Ces évolutions inquiètent fortement les pays sunnites de la région, qui préfèrent garder une neutralité vis-à-vis des derniers développements, même s’ils se satisfont d’un affaiblissement de leur voisin iranien. Le risque d’une déflagration régionale ne va pas dans le sens de leurs intérêts. Le prince héritier saoudien [Mohammed Ben Salman] a lancé de grands projets, afin de diversifier l’économie du royaume, dont la réalisation est retardée par la situation géopolitique.

Ce dernier épisode rend encore plus difficile aujourd’hui l’hypothèse d’une normalisation avec l’Etat hébreu, comme si ce dernier avait abandonné ce processus qui a débuté en 2020 avec les accords d’Abraham, auquel il semblait pourtant très attaché. Il est vrai que la destruction de la bande de Gaza et le blocus étanche du territoire, qui a pour conséquence d’affamer sa population, ne permettaient déjà plus un rapprochement entre les deux pays, coup dur pour Donald Trump, qui en était à l’origine.

« Ces attaques sont lourdes de conséquences pour la sûreté, la sécurité et les garanties nucléaires, et nuisent également gravement à la paix et à la sécurité régionales et internationales »

Côté iranien, la marge de manœuvre est extrêmement limitée. La riposte de Téhéran doit rester mesurée, car le pays n’a pas les moyens de rentrer en confrontation militaire avec l’Etat hébreu et, s’il s’en prend à des militaires américains stationnés dans la région, la réaction de Washington sera terrible. Il semble d’ailleurs que les officiels iraniens ne s’attendaient pas au lancement de l’offensive israélienne avant le sixième round de négociations qui devait se tenir le 15 juin à Mascate, au sultanat d’Oman.
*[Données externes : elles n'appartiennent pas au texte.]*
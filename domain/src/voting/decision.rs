//! Recorded outcome of a vote.

use super::strategy::VotingStrategy;
use crate::core::worker_id::WorkerId;
use chrono::{DateTime, Utc};
use serde::{Deserialize, Serialize};
use std::collections::BTreeMap;

/// Ballot counts behind a decision
#[derive(Debug, Clone, Default, PartialEq, Serialize, Deserialize)]
pub struct Tally {
    /// Votes per candidate (candidates without votes are absent)
    pub counts: BTreeMap<WorkerId, usize>,
    /// Weighted score per candidate
    pub scores: BTreeMap<WorkerId, f64>,
    pub abstentions: usize,
    /// Ballots naming no candidate
    pub invalid: usize,
    /// All ballots, counted or not
    pub total: usize,
}

impl Tally {
    pub fn count(&self, candidate: &WorkerId) -> usize {
        self.counts.get(candidate).copied().unwrap_or(0)
    }

    pub fn score(&self, candidate: &WorkerId) -> f64 {
        self.scores.get(candidate).copied().unwrap_or(0.0)
    }

    /// Ballots that were credited to a candidate
    pub fn counted(&self) -> usize {
        self.counts.values().sum()
    }
}

/// How the winner was reached
#[derive(Debug, Clone, Copy, PartialEq, Eq, Serialize, Deserialize)]
#[serde(rename_all = "snake_case")]
pub enum Resolution {
    /// A single candidate led the tally
    Clear,
    /// Several candidates shared the lead; earliest submission won
    TieBroken,
    /// No ballot was counted; first proposal won
    NoVotes,
    /// Proposals converged before voting
    Converged,
    /// Rounds ran out without convergence; majority decided
    ConsensusFallback,
    /// The moderator named a known candidate
    ModeratorChoice,
    /// The moderator's answer was unusable; first proposal won
    ModeratorFallback,
}

impl Resolution {
    /// True when the winner came from a fallback rather than a clear signal
    pub fn is_fallback(&self) -> bool {
        matches!(self, Resolution::NoVotes | Resolution::ModeratorFallback)
    }
}

impl std::fmt::Display for Resolution {
    fn fmt(&self, f: &mut std::fmt::Formatter<'_>) -> std::fmt::Result {
        let s = match self {
            Resolution::Clear => "clear",
            Resolution::TieBroken => "tie_broken",
            Resolution::NoVotes => "no_votes",
            Resolution::Converged => "converged",
            Resolution::ConsensusFallback => "consensus_fallback",
            Resolution::ModeratorChoice => "moderator_choice",
            Resolution::ModeratorFallback => "moderator_fallback",
        };
        write!(f, "{}", s)
    }
}

/// Immutable record of a debate's outcome
#[derive(Debug, Clone, PartialEq, Serialize, Deserialize)]
pub struct Decision {
    pub step_name: String,
    pub method: VotingStrategy,
    pub winner: WorkerId,
    pub winning_text: String,
    pub rationale: String,
    pub tally: Tally,
    /// Other candidates, best first
    pub alternatives: Vec<WorkerId>,
    pub resolution: Resolution,
    pub decided_at: DateTime<Utc>,
}
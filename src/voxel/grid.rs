//! Dense voxel occupancy grid

/// One voxel model: a dense 3D grid of 8-bit occupancy values.
///
/// Value 0 is empty/air; any nonzero value is an index into the pack's
/// palette. Layout is x fastest-varying, then y, then z, matching the order
/// the renderer expects when uploading the buffer as a 3D texture.
#[derive(Clone, Debug)]
pub struct VoxelGrid {
    x_dim: usize,
    y_dim: usize,
    z_dim: usize,
    data: Vec<u8>,
}

impl VoxelGrid {
    /// Create a zero-filled (all air) grid.
    pub fn new(x_dim: usize, y_dim: usize, z_dim: usize) -> Self {
        Self {
            x_dim,
            y_dim,
            z_dim,
            data: vec![0; x_dim * y_dim * z_dim],
        }
    }

    pub fn x_dim(&self) -> usize {
        self.x_dim
    }

    pub fn y_dim(&self) -> usize {
        self.y_dim
    }

    pub fn z_dim(&self) -> usize {
        self.z_dim
    }

    /// Total voxel count (occupied or not).
    pub fn voxel_count(&self) -> usize {
        self.data.len()
    }

    /// Number of voxels with a nonzero occupancy value.
    pub fn occupied_count(&self) -> usize {
        self.data.iter().filter(|&&v| v != 0).count()
    }

    /// True when all three dimensions are equal.
    pub fn is_cubic(&self) -> bool {
        self.x_dim == self.y_dim && self.y_dim == self.z_dim
    }

    /// Whether `(x, y, z)` lies inside the grid.
    pub fn in_bounds(&self, x: usize, y: usize, z: usize) -> bool {
        x < self.x_dim && y < self.y_dim && z < self.z_dim
    }

    /// Linear offset of `(x, y, z)`. Caller must check bounds.
    pub fn linear_index(&self, x: usize, y: usize, z: usize) -> usize {
        x + self.x_dim * y + self.x_dim * self.y_dim * z
    }

    /// Occupancy value at `(x, y, z)`, or `None` out of bounds.
    pub fn get(&self, x: usize, y: usize, z: usize) -> Option<u8> {
        if self.in_bounds(x, y, z) {
            Some(self.data[self.linear_index(x, y, z)])
        } else {
            None
        }
    }

    /// Set the occupancy value at `(x, y, z)`. Caller must check bounds.
    pub fn set(&mut self, x: usize, y: usize, z: usize, value: u8) {
        let idx = self.linear_index(x, y, z);
        self.data[idx] = value;
    }

    /// Raw occupancy buffer in upload order.
    pub fn data(&self) -> &[u8] {
        &self.data
    }
}

#[cfg(test)]
mod tests {
    use super::*;

    #[test]
    fn test_layout_x_fastest() {
        let grid = VoxelGrid::new(4, 3, 2);
        assert_eq!(grid.linear_index(0, 0, 0), 0);
        assert_eq!(grid.linear_index(1, 0, 0), 1);
        assert_eq!(grid.linear_index(0, 1, 0), 4);
        assert_eq!(grid.linear_index(0, 0, 1), 12);
        assert_eq!(grid.linear_index(3, 2, 1), 23);
    }

    #[test]
    fn test_set_get() {
        let mut grid = VoxelGrid::new(2, 2, 2);
        grid.set(1, 0, 1, 42);
        assert_eq!(grid.get(1, 0, 1), Some(42));
        assert_eq!(grid.get(0, 0, 0), Some(0));
        assert_eq!(grid.get(2, 0, 0), None);
        assert_eq!(grid.occupied_count(), 1);
        assert_eq!(grid.voxel_count(), 8);
    }
}
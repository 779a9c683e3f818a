//! Loaded scene: voxel models, palette, and resolved model ordering

use super::grid::VoxelGrid;

/// Palette length in floats: 256 RGBA entries.
pub const PALETTE_SIZE: usize = 256 * 4;

/// Convert one 8-bit encoded palette channel to linear space.
///
/// Kept as a standalone pure function so the gamma curve is testable on its
/// own and applied identically everywhere.
#[inline]
pub fn srgb_byte_to_linear(byte: u8) -> f32 {
    (byte as f32 / 256.0).powf(2.2)
}

/// Everything loaded from one scene file.
///
/// Owns all voxel grids and the shared palette. `ordered_models` maps a
/// scene slot (parsed from transform-node names) to an index into `models`;
/// slots are `Option` because gaps are legal and model index 0 is a
/// legitimate value, so a zero sentinel would be ambiguous.
pub struct VoxelPack {
    pub models: Vec<VoxelGrid>,
    /// 256 RGBA entries in linear space. Entry 0 is reserved air, always zero.
    pub palette: Box<[f32; PALETTE_SIZE]>,
    pub ordered_models: Vec<Option<usize>>,
}

impl VoxelPack {
    /// Empty pack with a zeroed palette.
    pub fn new() -> Self {
        Self {
            models: Vec::new(),
            palette: Box::new([0.0; PALETTE_SIZE]),
            ordered_models: Vec::new(),
        }
    }

    /// Model occupying `slot`, if a transform node resolved one there.
    pub fn model_for_slot(&self, slot: usize) -> Option<&VoxelGrid> {
        let index = (*self.ordered_models.get(slot)?)?;
        self.models.get(index)
    }

    /// RGBA palette entry for an occupancy value.
    pub fn palette_entry(&self, index: u8) -> [f32; 4] {
        let base = index as usize * 4;
        [
            self.palette[base],
            self.palette[base + 1],
            self.palette[base + 2],
            self.palette[base + 3],
        ]
    }
}

impl Default for VoxelPack {
    fn default() -> Self {
        Self::new()
    }
}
Israël entraîne le Moyen-Orient dans un engrenage guerrier, ce qui sert le premier ministre israélien. Benyamin Nétanyahou subissait quelques pressions quant à la situation humanitaire intolérable de la bande de Gaza, alors que l’aile la plus extrémiste de son gouvernement le pousse à poursuivre dans cette voie en refusant toute négociation. Les partis d’opposition ont essayé de le faire tomber, jeudi 12 juin, en présentant un projet de loi visant à la dissolution du Parlement afin de provoquer des élections anticipées, sans succès. L’inquiétude suscitée par la montée des tensions au Moyen-Orient fait oublier l’horreur de ce qui se passe à Gaza.
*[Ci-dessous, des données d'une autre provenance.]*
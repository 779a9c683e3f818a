//! Per-voxel unsigned distance field for empty-space skipping
//!
//! For every voxel this computes the largest radius within which occupancy is
//! guaranteed uniform, under a rounded-corner Chebyshev metric with toroidal
//! wrap. The ray-marching shader reads the radius to skip that many voxels in
//! one step, so the exact metric and wrap semantics are load-bearing: the
//! shader's skip is only sound if the precomputed radius used the same
//! geometry it marches through.
//!
//! The search is intentionally brute force (radius growth with a full
//! neighborhood rescan per candidate), a high-degree polynomial in the grid
//! dimension. That is fine for a one-shot preprocessing pass on grids tens of
//! voxels per axis; larger grids need a different algorithm, not a cheaper
//! metric.

use bytemuck::{Pod, Zeroable};
use glam::Vec3;
use log::debug;
use rayon::prelude::*;

use crate::core::error::VoxError;
use crate::voxel::grid::VoxelGrid;

/// One output voxel: the source occupancy plus its uniform-radius hint.
/// Two bytes, upload-ready as a two-channel 3D texture.
#[repr(C)]
#[derive(Clone, Copy, Debug, Default, PartialEq, Eq, Pod, Zeroable)]
pub struct DistanceVoxel {
    pub occupancy: u8,
    pub distance: u8,
}

/// Builds distance fields over one voxel grid.
///
/// The grid's x and y dimensions must match, and its z extent must be a whole
/// number of cubic slabs of that dimension: the source renders vertically
/// stacked cubic sub-blocks sharing one buffer, addressed by a z offset.
pub struct DistanceFieldBuilder<'a> {
    grid: &'a VoxelGrid,
    dim: usize,
}

impl<'a> DistanceFieldBuilder<'a> {
    pub fn new(grid: &'a VoxelGrid) -> Result<Self, VoxError> {
        let dim = grid.x_dim();
        if grid.y_dim() != dim {
            return Err(VoxError::Configuration(format!(
                "distance field requires cubic slabs, grid is {}x{}x{}",
                grid.x_dim(),
                grid.y_dim(),
                grid.z_dim()
            )));
        }
        if dim == 0 || grid.z_dim() % dim != 0 {
            return Err(VoxError::Configuration(format!(
                "grid z extent {} is not a whole number of {}-voxel slabs",
                grid.z_dim(),
                dim
            )));
        }
        Ok(Self { grid, dim })
    }

    /// Slab edge length (the grid's x/y dimension).
    pub fn dim(&self) -> usize {
        self.dim
    }

    /// Number of stacked cubic slabs in the grid.
    pub fn num_slabs(&self) -> usize {
        self.grid.z_dim() / self.dim
    }

    /// Build the field for the cubic slab starting at `block_offset`, which
    /// must be a multiple of the slab dimension and inside the grid.
    ///
    /// Output is one `DistanceVoxel` per slab voxel in the grid's linear
    /// layout. Voxel computations only read the immutable input, so they run
    /// in parallel over z slices.
    pub fn build_slab(&self, block_offset: usize) -> Result<Vec<DistanceVoxel>, VoxError> {
        let dim = self.dim;
        if block_offset % dim != 0 || block_offset + dim > self.grid.z_dim() {
            return Err(VoxError::Configuration(format!(
                "block offset {} invalid for {} slab(s) of dimension {}",
                block_offset,
                self.num_slabs(),
                dim
            )));
        }

        let mut out = vec![DistanceVoxel::default(); dim * dim * dim];
        out.par_chunks_mut(dim * dim)
            .enumerate()
            .for_each(|(z, slice)| {
                for y in 0..dim {
                    for x in 0..dim {
                        slice[y * dim + x] = self.build_voxel(x, y, z, block_offset);
                    }
                }
            });
        debug!("built distance field for slab at z={}", block_offset);
        Ok(out)
    }

    /// Build fields for every slab, concatenated in z order. The result is
    /// parallel to the whole grid buffer.
    pub fn build(&self) -> Result<Vec<DistanceVoxel>, VoxError> {
        let mut out = Vec::with_capacity(self.grid.voxel_count());
        for slab in 0..self.num_slabs() {
            out.extend(self.build_slab(slab * self.dim)?);
        }
        Ok(out)
    }

    fn build_voxel(&self, x: usize, y: usize, z: usize, block_offset: usize) -> DistanceVoxel {
        let value = self
            .grid
            .get(x, y, z + block_offset)
            .unwrap_or_default();

        // Grow until the neighborhood stops being uniform; the recorded
        // radius is the largest size that still passed, capped at the slab
        // dimension (a uniform slab saturates there under toroidal wrap).
        let mut size = 1usize;
        while size <= self.dim
            && is_uniform_within_radius(self.grid, block_offset, (x, y, z), size, value)
        {
            size += 1;
        }
        DistanceVoxel {
            occupancy: value,
            distance: (size - 1).min(u8::MAX as usize) as u8,
        }
    }
}

/// Whether every voxel within `radius` of `center` (slab-local coordinates)
/// matches `value`.
///
/// The test volume is the cube `[-radius, radius]^3` with its corners rounded
/// off: an offset is only examined when
/// `length(max(|dx|-1,0), max(|dy|-1,0), max(|dz|-1,0)) < radius + 0.01`,
/// approximating a sphere. Interior points are re-examined across growing
/// radii; that redundancy is the accepted cost of keeping the predicate a
/// pure function of (grid, center, radius, value). Coordinates wrap
/// toroidally modulo the slab dimension, with z rebased onto the slab at
/// `block_offset`.
pub fn is_uniform_within_radius(
    grid: &VoxelGrid,
    block_offset: usize,
    center: (usize, usize, usize),
    radius: usize,
    value: u8,
) -> bool {
    let dim = grid.x_dim() as i32;
    let r = radius as i32;
    let limit = radius as f32 + 0.01;
    let (cx, cy, cz) = (center.0 as i32, center.1 as i32, center.2 as i32);

    for dz in -r..=r {
        for dy in -r..=r {
            for dx in -r..=r {
                let d = Vec3::new(
                    (dx.abs() - 1).max(0) as f32,
                    (dy.abs() - 1).max(0) as f32,
                    (dz.abs() - 1).max(0) as f32,
                )
                .length();
                if d >= limit {
                    continue;
                }
                let x = (cx + dx).rem_euclid(dim) as usize;
                let y = (cy + dy).rem_euclid(dim) as usize;
                let z = (cz + dz).rem_euclid(dim) as usize + block_offset;
                if grid.data()[grid.linear_index(x, y, z)] != value {
                    return false;
                }
            }
        }
    }
    true
}

#[cfg(test)]
mod tests {
    use super::*;

    fn uniform_grid(dim: usize, value: u8) -> VoxelGrid {
        let mut grid = VoxelGrid::new(dim, dim, dim);
        for z in 0..dim {
            for y in 0..dim {
                for x in 0..dim {
                    grid.set(x, y, z, value);
                }
            }
        }
        grid
    }

    #[test]
    fn test_uniform_grid_saturates() {
        let grid = uniform_grid(4, 5);
        let field = DistanceFieldBuilder::new(&grid).unwrap().build().unwrap();
        assert_eq!(field.len(), 64);
        for voxel in &field {
            assert_eq!(voxel.occupancy, 5);
            // Nothing ever differs under wrap, so growth stops at the cap
            assert_eq!(voxel.distance as usize, 4);
        }
    }

    #[test]
    fn test_radius_decreases_toward_difference() {
        let mut grid = uniform_grid(8, 1);
        grid.set(0, 0, 0, 2);
        let builder = DistanceFieldBuilder::new(&grid).unwrap();
        let field = builder.build_slab(0).unwrap();

        let at = |x: usize| field[x].distance;
        // Along y=z=0 the wrap-minimal axis distance to the differing voxel
        // is m = min(x, 8-x); the first failing size is m, so radius = m-1.
        assert_eq!(at(1), 0);
        assert_eq!(at(2), 1);
        assert_eq!(at(3), 2);
        assert_eq!(at(4), 3);
        assert_eq!(at(5), 2);
        assert_eq!(at(6), 1);
        assert_eq!(at(7), 0);
    }

    #[test]
    fn test_occupancy_channel_copies_input() {
        let mut grid = uniform_grid(4, 0);
        grid.set(1, 2, 3, 9);
        let field = DistanceFieldBuilder::new(&grid).unwrap().build().unwrap();
        for z in 0..4 {
            for y in 0..4 {
                for x in 0..4 {
                    let expected = grid.get(x, y, z).unwrap();
                    assert_eq!(field[grid.linear_index(x, y, z)].occupancy, expected);
                }
            }
        }
    }

    #[test]
    fn test_distance_bounded_by_dimension() {
        let mut grid = uniform_grid(4, 1);
        grid.set(2, 2, 2, 0);
        grid.set(0, 3, 1, 7);
        let field = DistanceFieldBuilder::new(&grid).unwrap().build().unwrap();
        for voxel in &field {
            assert!(voxel.distance as usize <= 4);
        }
    }

    #[test]
    fn test_stacked_slabs_wrap_independently() {
        // Two 2x2x2 slabs in one 2x2x4 buffer with different fill values;
        // each slab is uniform in isolation, so both saturate.
        let mut grid = VoxelGrid::new(2, 2, 4);
        for z in 0..4 {
            for y in 0..2 {
                for x in 0..2 {
                    grid.set(x, y, z, if z < 2 { 1 } else { 2 });
                }
            }
        }
        let builder = DistanceFieldBuilder::new(&grid).unwrap();
        assert_eq!(builder.num_slabs(), 2);

        let lower = builder.build_slab(0).unwrap();
        let upper = builder.build_slab(2).unwrap();
        assert!(lower.iter().all(|v| v.occupancy == 1 && v.distance == 2));
        assert!(upper.iter().all(|v| v.occupancy == 2 && v.distance == 2));

        let whole = builder.build().unwrap();
        assert_eq!(whole.len(), 16);
        assert_eq!(&whole[..8], &lower[..]);
        assert_eq!(&whole[8..], &upper[..]);
    }

    #[test]
    fn test_non_cubic_rejected() {
        let grid = VoxelGrid::new(4, 3, 4);
        assert!(matches!(
            DistanceFieldBuilder::new(&grid),
            Err(VoxError::Configuration(_))
        ));

        let ragged = VoxelGrid::new(4, 4, 7);
        assert!(matches!(
            DistanceFieldBuilder::new(&ragged),
            Err(VoxError::Configuration(_))
        ));
    }

    #[test]
    fn test_bad_block_offset_rejected() {
        let grid = uniform_grid(4, 1);
        let builder = DistanceFieldBuilder::new(&grid).unwrap();
        assert!(builder.build_slab(2).is_err());
        assert!(builder.build_slab(4).is_err());
    }

    #[test]
    fn test_predicate_rounds_corners() {
        // Differing voxel exactly at the corner offset (2,2,2) from center:
        // rounded metric length(1,1,1) ≈ 1.73 keeps it inside a radius-2
        // test, but (2,2,2) sits outside the rounded radius-1 volume.
        let mut grid = uniform_grid(8, 1);
        grid.set(2, 2, 2, 9);
        assert!(is_uniform_within_radius(&grid, 0, (0, 0, 0), 1, 1));
        assert!(!is_uniform_within_radius(&grid, 0, (0, 0, 0), 2, 1));
    }
}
Le territoire est coupé du monde depuis quelques jours, car les réseaux de téléphonie et d’Internet ne fonctionnent pas et le bilan humain, à la suite de la mise en place du système de distribution d’aide à travers la Gaza Humanitarian Foundation, ne cesse de s’alourdir au lieu d’améliorer la situation des Gazaouis. Les pays européens, dont la France, qui avaient commencé à élever la voix contre la politique de Nétanyahou se taisent désormais sur la situation à Gaza pour lui apporter leur soutien, dramatique renversement de situation qui laisse un peu plus les Palestiniens dans un profond désespoir d’être, une fois encore, abandonnés à leur sort pour de sombres calculs politiques.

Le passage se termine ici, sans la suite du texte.